▸ **Data for the task**
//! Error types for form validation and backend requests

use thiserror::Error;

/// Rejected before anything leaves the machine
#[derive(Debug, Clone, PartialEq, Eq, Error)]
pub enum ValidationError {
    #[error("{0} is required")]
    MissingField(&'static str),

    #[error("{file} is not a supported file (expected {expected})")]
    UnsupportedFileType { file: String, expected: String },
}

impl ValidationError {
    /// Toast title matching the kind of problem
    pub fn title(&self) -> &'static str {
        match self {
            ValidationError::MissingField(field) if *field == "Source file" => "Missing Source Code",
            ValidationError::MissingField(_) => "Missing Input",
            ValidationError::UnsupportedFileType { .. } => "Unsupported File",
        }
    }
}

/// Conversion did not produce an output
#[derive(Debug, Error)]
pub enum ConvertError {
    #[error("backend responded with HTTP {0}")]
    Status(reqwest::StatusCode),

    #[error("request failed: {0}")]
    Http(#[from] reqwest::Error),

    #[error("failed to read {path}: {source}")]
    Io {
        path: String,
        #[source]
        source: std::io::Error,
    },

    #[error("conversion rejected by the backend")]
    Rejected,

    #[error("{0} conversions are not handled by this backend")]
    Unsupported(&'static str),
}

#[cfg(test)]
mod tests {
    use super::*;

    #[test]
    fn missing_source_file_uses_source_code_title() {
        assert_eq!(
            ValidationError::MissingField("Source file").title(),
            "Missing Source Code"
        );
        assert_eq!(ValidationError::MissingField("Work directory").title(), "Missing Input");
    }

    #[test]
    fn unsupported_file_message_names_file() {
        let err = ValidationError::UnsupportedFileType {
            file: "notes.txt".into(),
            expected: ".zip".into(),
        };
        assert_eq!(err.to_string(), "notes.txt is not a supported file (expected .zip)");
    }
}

▸ **Exercise objective**
In the entries above, find the line with "use thiserror::Error;" and the line with "pub enum ConvertError", then restate word for word both of them and every line between, with nothing more.

▸ **Solution to the problem**
use thiserror::Error;

/// Rejected before anything leaves the machine
#[derive(Debug, Clone, PartialEq, Eq, Error)]
pub enum ValidationError {
    #[error("{0} is required")]
    MissingField(&'static str),

    #[error("{file} is not a supported file (expected {expected})")]
    UnsupportedFileType { file: String, expected: String },
}

impl ValidationError {
    /// Toast title matching the kind of problem
    pub fn title(&self) -> &'static str {
        match self {
            ValidationError::MissingField(field) if *field == "Source file" => "Missing Source Code",
            ValidationError::MissingField(_) => "Missing Input",
            ValidationError::UnsupportedFileType { .. } => "Unsupported File",
        }
    }
}

/// Conversion did not produce an output
#[derive(Debug, Error)]
pub enum ConvertError {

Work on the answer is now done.